Kesepian? Menurut Peplau dan Perlman dalam studinya, kesepian diartikan sebagai sebuah pengalaman subjektif. Ketika seseorang merasakan kesepian, maka Ia pun akan merasakan kesepian. Keadaan ini merupakan fakta bahwa orang tersebut membutuhkan interaksi sosial yang tidak tersedia. Melalui “4:30,” sutradara asal Singapura, Royston Tan, mencoba menghadirkan pemaknaan kesepian dalam sebuah ‘hubungan tidak biasa’ antara Zhang Xiao Wu dengan Jung.
Zhang Xiao Wu, diperankan Xiao Li Yuan, adalah seorang bocah berusia 11 tahun. Di dalam apartemen kecilnya, tinggal seorang Korea yang berusia 30-an bernama Jung, diperankan oleh Kim Young-Jun. Tanpa ada dasar cerita yang jelas, Xiao Wu sedang hidup sendiri. Tidak jelas diceritakan dimana orangtuanya. Sedangkan Jung, yang tinggal di tenant Xiao Wu, terlihat sebagai seseorang yang mengalami masalah. Uniknya, keduanya hidup di dalam satu tempat yang sama, tapi tidak pernah saling bercakap.
Yang menarik, Xiao Wu tampak berusaha untuk menyelesaikan masalah kesepiannya, dengan mengobservasi Jung. Jung yang depresif, sering merokok dan teler karena mabuk, menjadi objek penelitian yang tepat baginya. Setiap pagi pukul 4:30, Xiao Wu bangun dan memulai aksinya. Ia mendatangi ruangan Jung dengan diam-diam, dan kadang mengambil barang-barang Jung, termasuk salah satu hal yang lumayan personal.
Ternyata, Jung memiliki tujuan tersendiri akan kehadirannya di Singapura. Saat tengah berniat melakukan bunuh diri, Xiao Wu tidak sengaja melihat kegagalannya. Lama-kelamaan, Xiao Wu seakan berusaha untuk memancing interaksi sosial diantara keduanya. Dari hal-hal kecil, hingga hal-hal yang tidak terduga.

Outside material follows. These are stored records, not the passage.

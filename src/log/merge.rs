use std::collections::BTreeMap;

use chrono::NaiveDate;

use super::{Log, Week};

/// Combines weeks sharing a date, regardless of which log they came from. Header values are
/// unioned, entries are concatenated in the order the logs were given. The result is sorted by
/// date.
pub fn merge_logs(logs: impl IntoIterator<Item = Log>) -> Log {
    let mut weeks = BTreeMap::<NaiveDate, Week>::new();
    for week in logs.into_iter().flatten() {
        match weeks.remove(&week.date) {
            Some(previous) => weeks.insert(week.date, merge_weeks(previous, week)),
            None => weeks.insert(week.date, week),
        };
    }
    weeks.into_values().collect()
}

fn merge_weeks(mut a: Week, b: Week) -> Week {
    for (key, values) in b.header {
        let merged = a.header.entry(key).or_default();
        for value in values {
            if !merged.contains(&value) {
                merged.push(value);
            }
        }
    }
    a.done.extend(b.done);
    a.todo.extend(b.todo);
    a
}

#[cfg(test)]
mod tests {
    use chrono::NaiveDate;

    use super::merge_logs;
    use crate::log::{Entry, Week};

    fn date(day: u32) -> NaiveDate {
        NaiveDate::from_ymd_opt(2021, 1, day).unwrap()
    }

    #[test]
    fn test_merge_logs_by_date() {
        let mut a = Week::new(date(11)).with_done(Entry::new("a1"));
        a.header.insert("Focus".into(), vec!["x".into(), "y".into()]);
        let mut b = Week::new(date(11))
            .with_done(Entry::new("b1"))
            .with_todo(Entry::new("b2"));
        b.header.insert("Focus".into(), vec!["y".into(), "z".into()]);
        b.header.insert("Mood".into(), vec!["good".into()]);
        let c = Week::new(date(4)).with_done(Entry::new("c1"));

        let merged = merge_logs([vec![a], vec![b, c]]);

        assert_eq!(merged.len(), 2);
        assert_eq!(merged[0].date, date(4));
        assert_eq!(merged[1].date, date(11));
        assert_eq!(
            merged[1].done,
            vec![Entry::new("a1"), Entry::new("b1")]
        );
        assert_eq!(merged[1].todo, vec![Entry::new("b2")]);
        assert_eq!(
            merged[1].header.get("Focus").unwrap(),
            &vec!["x".to_string(), "y".to_string(), "z".to_string()]
        );
        assert_eq!(
            merged[1].header.get("Mood").unwrap(),
            &vec!["good".to_string()]
        );
    }

    #[test]
    fn test_merge_single_log_collapses_duplicates() {
        let log = vec![
            Week::new(date(4)).with_done(Entry::new("one")),
            Week::new(date(4)).with_done(Entry::new("two")),
        ];
        let merged = merge_logs([log]);
        assert_eq!(merged.len(), 1);
        assert_eq!(merged[0].done.len(), 2);
    }
}
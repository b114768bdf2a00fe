pub mod config;
pub mod edit;
pub mod output;
pub mod totals;

use std::path::PathBuf;

use anyhow::Result;
use clap::{Parser, Subcommand};
use config::{load_config, Config};
use edit::edit_log;
use output::todo::print_todo;
use totals::{process_totals_command, TotalsCommand};
use tracing::{debug, level_filters::LevelFilter};

use crate::{
    fs::operations::read_logs,
    log::tidy::print_log,
    utils::{
        dir::create_application_default_path,
        logging::{enable_logging, CLI_PREFIX},
    },
};

#[derive(Parser, Debug)]
#[command(name = "tf", version, long_about = None)]
#[command(about = "Shows where the time of your week went, based on a plain text activity log")]
struct Args {
    #[command(subcommand)]
    commands: Commands,
    #[arg(
        short,
        long,
        global = true,
        help = "Config file. By default $HOME/.tf/config is used when present"
    )]
    config: Option<PathBuf>,
    #[arg(
        short,
        long,
        global = true,
        help = "Log file. Overrides LogFile of the config, by default $HOME/.tf/log"
    )]
    log: Option<PathBuf>,
    #[arg(long, global = true, help = "Trace everything and mirror it to stderr")]
    verbose: bool,
}

#[derive(Subcommand, Debug)]
enum Commands {
    #[command(about = "Display how the weekly budget was spent")]
    Tots {
        #[command(flatten)]
        command: TotalsCommand,
    },
    #[command(about = "List open todo entries, oldest week first")]
    Todo {},
    #[command(about = "Print the log in canonical form, newest week first")]
    Tidy {},
    #[command(about = "Open the log file in $EDITOR")]
    Edit {},
}

pub async fn run_cli() -> Result<()> {
    let args = Args::parse();
    let app_dir = create_application_default_path()?;

    let logging_level = if args.verbose {
        Some(LevelFilter::TRACE)
    } else {
        None
    };
    enable_logging(CLI_PREFIX, &app_dir, logging_level, args.verbose)?;

    let mut config = load_config(args.config.as_deref(), &app_dir).await?;
    if let Some(log) = args.log {
        config.file.log_file = Some(log);
    }
    debug!("Running {:?} with {config:?}", args.commands);

    run_command(args.commands, config, app_dir).await
}

async fn run_command(commands: Commands, config: Config, app_dir: PathBuf) -> Result<()> {
    let log_paths = config.file.log_paths(&app_dir);
    match commands {
        Commands::Tots { command } => process_totals_command(command, config, &log_paths).await,
        Commands::Todo {} => {
            print!("{}", print_todo(&read_logs(&log_paths).await?));
            Ok(())
        }
        Commands::Tidy {} => {
            print!("{}", print_log(&read_logs(&log_paths).await?));
            Ok(())
        }
        Commands::Edit {} => edit_log(&config.file.log_file(&app_dir)).await,
    }
}
mod core;

pub use self::core::{Slot, SlotId, SlotRegistry};
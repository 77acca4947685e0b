use std::ops::Range;

/// Horizontal run of cells within a single grid row.
#[derive(Debug, Clone, Copy, PartialEq, Eq, Hash)]
pub struct Footprint {
    pub row: u16,
    pub col: u16,
    pub span: u16,
}

impl Footprint {
    pub const fn new(row: u16, col: u16, span: u16) -> Self {
        Self { row, col, span }
    }

    /// Column one past the last covered cell.
    pub fn end_col(&self) -> u16 {
        self.col.saturating_add(self.span)
    }

    pub fn columns(&self) -> Range<u16> {
        self.col..self.end_col()
    }

    pub fn contains(&self, row: u16, col: u16) -> bool {
        self.row == row && self.columns().contains(&col)
    }

    pub fn intersects(&self, other: &Footprint) -> bool {
        self.row == other.row && self.col < other.end_col() && other.col < self.end_col()
    }

    /// Iterate the `(row, col)` pairs covered, left to right.
    pub fn cells(&self) -> impl Iterator<Item = (u16, u16)> + '_ {
        self.columns().map(move |col| (self.row, col))
    }
}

Sutradara Royston Tan ternyata menggemari penggunaan angka di dalam judul-judul filmnya. Sebelumnya, Ia menyutradarai “15: The Movie” (2003), dan setelah film ini Ia menggarap “881” (2007), “12 Lotus” (2008) serta yang paling anyar “3688” (2015). Bicara ceritanya, Tan mengemasnya dengan minim dialog dan musik. Ia terfokus untuk menghadirkan aktivitas para pemerannya, terutama pada karakter Xiao Wu. Sebab, gaya penceritaan yang dihadirkan film ini sendiri berasal dari sudut pandang Xiao Wu.
Sayang, ketika Tan terfokus dengan aktivitas, Ia gagal untuk berani menghadirkan emosi yang tepat. Kerapkali karakter Xiao Wu terkesan untuk menampilkan ekspresi. Malang, ekspresi yang dihadirkan Xiao Li Yuan hanya mengalir begitu saja, dan kurang berhasil menggugah saya. Alhasil, tonton ini akan terasa sangat monoton dan tidak terlalu bekerja buat saya.

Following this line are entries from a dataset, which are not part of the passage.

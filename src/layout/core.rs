use crate::error::{Result, SlotError};
use crate::geometry::Footprint;
use crate::registry::{Slot, SlotId, SlotRegistry};

/// How an expanding slot treats a neighbour that reaches past its new edge.
#[derive(Debug, Clone, Copy, Default, PartialEq, Eq)]
pub enum AbsorbPolicy {
    /// Refuse the operation with `MergeBoundaryMismatch`.
    #[default]
    Reject,
    /// Keep growing until the neighbour is covered completely.
    Extend,
}

/// Kind of committed layout operation.
#[derive(Debug, Clone, Copy, PartialEq, Eq)]
pub enum LayoutOp {
    Move,
    Swap,
    Expand,
    Shrink,
    Resize,
}

impl LayoutOp {
    pub fn as_str(self) -> &'static str {
        match self {
            LayoutOp::Move => "move",
            LayoutOp::Swap => "swap",
            LayoutOp::Expand => "expand",
            LayoutOp::Shrink => "shrink",
            LayoutOp::Resize => "resize",
        }
    }
}

/// Record of what a committed operation did to the registry.
#[derive(Debug, Clone, PartialEq, Eq)]
pub struct LayoutChange {
    pub op: LayoutOp,
    /// Slot the operation acted on.
    pub slot: SlotId,
    /// Swap partner.
    pub other: Option<SlotId>,
    /// Slots absorbed by a merge or displaced by a relocation.
    pub removed: Vec<SlotId>,
    /// Default slots materialized on vacated cells.
    pub created: Vec<SlotId>,
    /// The request matched the current layout; nothing was touched.
    pub noop: bool,
}

impl LayoutChange {
    fn new(op: LayoutOp, slot: SlotId) -> Self {
        Self {
            op,
            slot,
            other: None,
            removed: Vec::new(),
            created: Vec::new(),
            noop: false,
        }
    }

    fn unchanged(op: LayoutOp, slot: SlotId) -> Self {
        Self {
            noop: true,
            ..Self::new(op, slot)
        }
    }
}

impl SlotRegistry {
    /// Relocate `id` so its anchor sits at `(target_row, target_col)`.
    ///
    /// Target cells may belong to unmerged default slots, which are
    /// displaced; cells the slot leaves behind become fresh span-1 slots.
    pub fn move_slot(&mut self, id: SlotId, target_row: u16, target_col: u16) -> Result<LayoutChange> {
        self.commit(|staged| {
            let slot = staged.slot(id)?.footprint();
            if (slot.row, slot.col) == (target_row, target_col) {
                return Ok(LayoutChange::unchanged(LayoutOp::Move, id));
            }
            let mut change = LayoutChange::new(LayoutOp::Move, id);
            let target = Footprint::new(target_row, target_col, slot.span);
            (change.removed, change.created) = staged.relocate(&[(id, target)])?;
            Ok(change)
        })
    }

    /// Exchange the anchors of two slots. Equal spans always succeed; unequal
    /// spans are validated like a move.
    pub fn swap_slots(&mut self, a: SlotId, b: SlotId) -> Result<LayoutChange> {
        self.commit(|staged| {
            let first = staged.slot(a)?.footprint();
            let second = staged.slot(b)?.footprint();
            let mut change = if a == b {
                LayoutChange::unchanged(LayoutOp::Swap, a)
            } else {
                LayoutChange::new(LayoutOp::Swap, a)
            };
            change.other = Some(b);
            if change.noop {
                return Ok(change);
            }
            let moves = [
                (a, Footprint::new(second.row, second.col, first.span)),
                (b, Footprint::new(first.row, first.col, second.span)),
            ];
            (change.removed, change.created) = staged.relocate(&moves)?;
            Ok(change)
        })
    }

    /// Grow `id` by one column, absorbing whatever owns that column.
    pub fn expand_slot(&mut self, id: SlotId) -> Result<LayoutChange> {
        let slot = self.slot(id)?;
        let columns = self.grid().columns();
        if slot.end_col() >= columns {
            return Err(SlotError::RowBoundaryExceeded {
                slot_num: slot.slot_num(),
                span: slot.span() + 1,
                columns,
            });
        }
        let span = slot.span() + 1;
        self.commit(|staged| staged.grow(id, span, LayoutOp::Expand))
    }

    /// Split the trailing column of `id` off into a new span-1 slot.
    pub fn shrink_slot(&mut self, id: SlotId) -> Result<LayoutChange> {
        let span = self.slot(id)?.span();
        if span <= 1 {
            return Err(SlotError::NothingToShrink(id));
        }
        self.commit(|staged| staged.shrink_to(id, span - 1, LayoutOp::Shrink))
    }

    /// Set the span of `id`, clamped to `1..=columns - col`.
    ///
    /// Growing absorbs every slot in the newly covered columns; shrinking
    /// leaves one span-1 slot per relinquished column.
    pub fn resize(&mut self, id: SlotId, desired_span: u16) -> Result<LayoutChange> {
        let slot = self.slot(id)?;
        let span = desired_span.clamp(1, self.grid().columns() - slot.col());
        let current = slot.span();
        if span > current {
            self.commit(|staged| staged.grow(id, span, LayoutOp::Resize))
        } else if span < current {
            self.commit(|staged| staged.shrink_to(id, span, LayoutOp::Resize))
        } else {
            Ok(LayoutChange::unchanged(LayoutOp::Resize, id))
        }
    }

    /// Dry run of [`move_slot`](Self::move_slot).
    pub fn can_move_to(&self, id: SlotId, target_row: u16, target_col: u16) -> bool {
        let Some(slot) = self.get(id) else {
            return false;
        };
        let target = Footprint::new(target_row, target_col, slot.span());
        if !self.grid().contains(target_row, target_col) || target.end_col() > self.grid().columns() {
            return false;
        }
        target
            .cells()
            .all(|(row, col)| self.is_cell_vacant(row, col, Some(id)))
    }

    /// Widest span `id` could be resized to.
    pub fn max_span(&self, id: SlotId) -> Result<u16> {
        let slot = self.slot(id)?;
        Ok(self.grid().columns() - slot.col())
    }

    /// Slots a resize of `id` to `span` columns would absorb, left to right.
    pub fn absorption_preview(&self, id: SlotId, span: u16) -> Result<Vec<SlotId>> {
        let slot = self.slot(id)?;
        Ok(self.neighbours_within(slot, slot.col().saturating_add(span)))
    }

    fn commit<F>(&mut self, apply: F) -> Result<LayoutChange>
    where
        F: FnOnce(&mut SlotRegistry) -> Result<LayoutChange>,
    {
        let mut staged = self.clone();
        let change = apply(&mut staged)?;
        staged.check_invariants()?;
        *self = staged;
        Ok(change)
    }

    fn neighbours_within(&self, slot: &Slot, end: u16) -> Vec<SlotId> {
        let end = end.min(self.grid().columns());
        let mut found = Vec::new();
        for col in slot.end_col()..end {
            if let Some(owner) = self.owner_at(slot.row(), col) {
                if owner != slot.id() && !found.contains(&owner) {
                    found.push(owner);
                }
            }
        }
        found
    }

    fn grow(&mut self, id: SlotId, span: u16, op: LayoutOp) -> Result<LayoutChange> {
        let slot = self.slot(id)?.clone();
        let mut end = slot.col() + span;
        let absorbed = self.neighbours_within(&slot, end);

        for &neighbour in &absorbed {
            let neighbour_end = self.slot(neighbour)?.end_col();
            if neighbour_end > end {
                match self.absorb_policy() {
                    AbsorbPolicy::Reject => {
                        return Err(SlotError::MergeBoundaryMismatch { slot: id, neighbor: neighbour });
                    }
                    AbsorbPolicy::Extend => end = neighbour_end,
                }
            }
        }

        for &neighbour in &absorbed {
            self.remove(neighbour);
        }
        self.detach(id);
        self.attach(id, Footprint::new(slot.row(), slot.col(), end - slot.col()));

        let mut change = LayoutChange::new(op, id);
        change.removed = absorbed;
        Ok(change)
    }

    fn shrink_to(&mut self, id: SlotId, span: u16, op: LayoutOp) -> Result<LayoutChange> {
        let slot = self.slot(id)?.footprint();
        self.detach(id);
        self.attach(id, Footprint::new(slot.row, slot.col, span));

        let mut change = LayoutChange::new(op, id);
        change.created = self.fill_gaps();
        Ok(change)
    }

    /// Detach every moving slot, displace default slots under the targets,
    /// then attach and refill. Returns `(displaced, created)`.
    fn relocate(&mut self, moves: &[(SlotId, Footprint)]) -> Result<(Vec<SlotId>, Vec<SlotId>)> {
        for &(id, _) in moves {
            self.slot(id)?;
            self.detach(id);
        }

        let grid = self.grid();
        for (idx, &(_, target)) in moves.iter().enumerate() {
            if !grid.contains(target.row, target.col) || target.end_col() > grid.columns() {
                return Err(SlotError::InvalidPosition {
                    row: target.row,
                    col: target.col,
                });
            }
            if let Some(&(_, earlier)) = moves[..idx].iter().find(|(_, other)| other.intersects(&target)) {
                return Err(SlotError::PositionOccupied {
                    row: target.row,
                    col: target.col.max(earlier.col),
                });
            }
        }

        let mut displaced = Vec::new();
        for &(_, target) in moves {
            for (row, col) in target.cells() {
                let Some(owner) = self.owner_at(row, col) else {
                    continue;
                };
                if self.slot(owner)?.is_merged() {
                    return Err(SlotError::PositionOccupied { row, col });
                }
                self.remove(owner);
                displaced.push(owner);
            }
        }

        for &(id, target) in moves {
            self.attach(id, target);
        }
        Ok((displaced, self.fill_gaps()))
    }
}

Awalnya, saya cukup tertarik untuk mengamati Xiao Wu. Sekaligus kerap bertanya-tanya mengapa Ia harus ‘terpaksa’ untuk mandiri. Sayang, tidak ada jawaban yang jelas. Begitupun dengan Jung. Tidak ada penjelasan berarti oleh sebab apa Ia bisa ‘tinggal’ di apartemen Xiao Wu. Begitupun saat usaha percobaan-percobaan yang diharapkan menuai interaksi, hanya terjadi begitu saja.

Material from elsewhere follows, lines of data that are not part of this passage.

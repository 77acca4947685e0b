mod types;

pub use types::{Result, ShelfError, ShelfResult, SlotError};
//! Numbered shelf grid geometry.
//!
//! Positions are numbered row-major from `start_number`:
//! `number(row, col) = start_number + row * columns + col`. The grid is a
//! pure value; nothing here mutates after construction.
//!
//! # Example
//! ```
//! use shelf_slots::GridModel;
//!
//! let grid = GridModel::new(2, 5, 1, "A")?;
//! assert_eq!(grid.slot_number_at(1, 0), 6);
//! assert_eq!(grid.label(2, 2), "A2-A3");
//! # Ok::<(), shelf_slots::SlotError>(())
//! ```

use crate::error::{Result, SlotError};

#[derive(Debug, Clone, PartialEq, Eq, Hash)]
pub struct GridModel {
    rows: u16,
    columns: u16,
    start_number: i64,
    prefix: String,
}

impl GridModel {
    /// Build a grid; both dimensions must be non-zero and every slot number
    /// must fit in an `i64`.
    pub fn new(rows: u16, columns: u16, start_number: i64, prefix: impl Into<String>) -> Result<Self> {
        if rows == 0 || columns == 0 {
            return Err(SlotError::InvalidGrid { rows, columns });
        }
        let last_offset = rows as i64 * columns as i64 - 1;
        if start_number.checked_add(last_offset).is_none() {
            return Err(SlotError::SlotNumberOutOfRange(start_number));
        }
        Ok(Self {
            rows,
            columns,
            start_number,
            prefix: prefix.into(),
        })
    }

    pub fn rows(&self) -> u16 {
        self.rows
    }

    pub fn columns(&self) -> u16 {
        self.columns
    }

    pub fn start_number(&self) -> i64 {
        self.start_number
    }

    pub fn prefix(&self) -> &str {
        &self.prefix
    }

    pub fn cell_count(&self) -> usize {
        self.rows as usize * self.columns as usize
    }

    /// Highest slot number on the grid.
    pub fn last_number(&self) -> i64 {
        self.start_number + self.cell_count() as i64 - 1
    }

    pub fn contains(&self, row: u16, col: u16) -> bool {
        row < self.rows && col < self.columns
    }

    /// Fail with `InvalidPosition` unless `(row, col)` lies on the grid.
    pub fn check_position(&self, row: u16, col: u16) -> Result<()> {
        if self.contains(row, col) {
            Ok(())
        } else {
            Err(SlotError::InvalidPosition { row, col })
        }
    }

    pub fn cell_index(&self, row: u16, col: u16) -> usize {
        row as usize * self.columns as usize + col as usize
    }

    pub fn slot_number_at(&self, row: u16, col: u16) -> i64 {
        self.start_number + self.cell_index(row, col) as i64
    }

    /// Inverse of [`slot_number_at`](Self::slot_number_at).
    pub fn position_of(&self, number: i64) -> Option<(u16, u16)> {
        let offset = number.checked_sub(self.start_number)?;
        if offset < 0 || offset >= self.cell_count() as i64 {
            return None;
        }
        let columns = self.columns as i64;
        Some(((offset / columns) as u16, (offset % columns) as u16))
    }

    pub fn format_number(&self, number: i64) -> String {
        format!("{}{}", self.prefix, number)
    }

    /// Display label for a slot anchored at `number`: `A4`, or `A2-A3` when merged.
    pub fn label(&self, number: i64, span: u16) -> String {
        if span > 1 {
            format!(
                "{}-{}",
                self.format_number(number),
                self.format_number(number.saturating_add(span as i64 - 1))
            )
        } else {
            self.format_number(number)
        }
    }
}
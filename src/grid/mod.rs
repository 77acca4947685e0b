//! Grid geometry and numbering.

mod core;

pub use self::core::GridModel;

Secara keseluruhan, saya tidak terlalu merekomendasikan film ini, terutama bagi anda yang ingin mencari sebuah hiburan. Namun ini bisa jadi sebuah ‘hiburan’ bagi Anda penikmat film festival. Film ini sempat ditampilkan dalam Panorama section di Berlin Film Festival ke-56 dan meraih Geber Award ketika hadir di Jogja-NETPAC Asial Film Festival. Tema kesepian juga sebetulnya juga bukan sesuatu yang tidak biasa di dalam film. Sudah ada beberapa film yang mencoba menghadirkannya, seperti “Wild Strawberries,” “Taxi Driver,” hingga “Her.” Tapi mungkin, film ini yang paling menghadirkan kesan ‘observasi’ sepanjang 93 menit. A well-observed film, but too monotone!